While Rodriguez’s gruesome mayhem would be a tough act for anyone to follow, Tarantino’s
Death Proof so scandalously kills the mood that it is as if all the fun in the theater is suddenly sucked into the vacuum of space.
Death Proof is never-ending dialogue. Too caught up in once again trying to impress us with his verbal repartee, Tarantino spends incalculable time allowing his characters to drone on and on about sex, drugs and rock-and-roll. This might be ok if Tarantino were half as funny or as hip as he thinks he is. But instead, the tiresome first half of
Death Proof hits the theater floor with the sort of resounding thud no one would have been capable of hearing in
Planet Terror because the audience was too busy laughing and screaming.
Worse yet, eschewing Grindhouse’s notorious lack of cinematic quality, Tarantino shoots his subjects with loving cinematic caresses, beautiful light, and fluid camerawork.

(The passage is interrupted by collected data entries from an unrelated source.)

// SPDX-FileCopyrightText: 2026 Bruno Meilick
// SPDX-License-Identifier: LicenseRef-Ata-FreeUse-NoCopy-NoDerivatives
//
// All rights reserved.
//
// This file is part of Ata and is proprietary software.
// Unauthorized copying, modification, or distribution is prohibited.

use chrono::NaiveDate;

const INPUT_FORMAT: &str = "%Y-%m-%d";
const DISPLAY_FORMAT: &str = "%d-%m-%Y";

/// Reorders an input-order date (`YYYY-MM-DD`) into display order (`DD-MM-YYYY`).
///
/// Anything that is not a valid calendar date in input order is returned trimmed but otherwise
/// untouched.
pub fn display_date(raw: &str) -> String {
    let trimmed = raw.trim();
    if trimmed.len() != 10 {
        return trimmed.to_owned();
    }

    match NaiveDate::parse_from_str(trimmed, INPUT_FORMAT) {
        Ok(date) => date.format(DISPLAY_FORMAT).to_string(),
        Err(_) => trimmed.to_owned(),
    }
}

Death Proof is preposterously self-referential, playing like a cinephile’s broken record of movie shout-outs. (I swear, Tarantino, if you invoke
Vanishing Point just one more time…!) Like Rodriguez, Tarantino fills his segment with homages to the look and feel of his predecessors — freeze-frames, funky colors, and voyeuristic ogling of scantly clad girls — but overall he fails so miserably at anything even close to a facsimile, let alone a reenvisioning, that, cut off from any sort of context, the film utterly crashes and burns. It is as if Tarantino knows what a sloppy, over-the-top, schlocky movie is supposed to look like but he just can’t lower himself to sincerely make one.
To be fair, this achieves the desired affect — when the twisted metal and mechanical carnage begins in earnest, we have indeed been lulled into a false sense of security. But we’ve also been lured right of out giving a damn.
Despite this stinker, one cannot help but smile to see
Escape From New York’s Snake Plissken or
The Thing's R.J. MacReady swagger back into a B-movie. Kurt Russell may be past his prime, but he is still one badass mofo. And let’s face it, the ladies (including Rosario Dawson) certainly aren’t hard on the eyes either. (Stuntwoman Zoe Bell, who doubled Uma Thurman in
Kill Bill, is infectious fun in her acting debut; that she is also able to do her own stunts lends a terrifying degree of authenticity to the only exciting parts of
Death Proof).
Does Tarantino have any original ideas of his own? Is he incapable of doing anything at all other then blatantly ripping off from and amalgamating the films of those who’ve gone before him? It so, we haven’t seen it yet. Sure, he’s made some fine films, but has he ever made a singularly authentic, sincere, innovative frame of film in his entire life?
It’s too bad
Grindhouse didn’t come out one week earlier. At least then we’d all be in on the April Fool’s joke.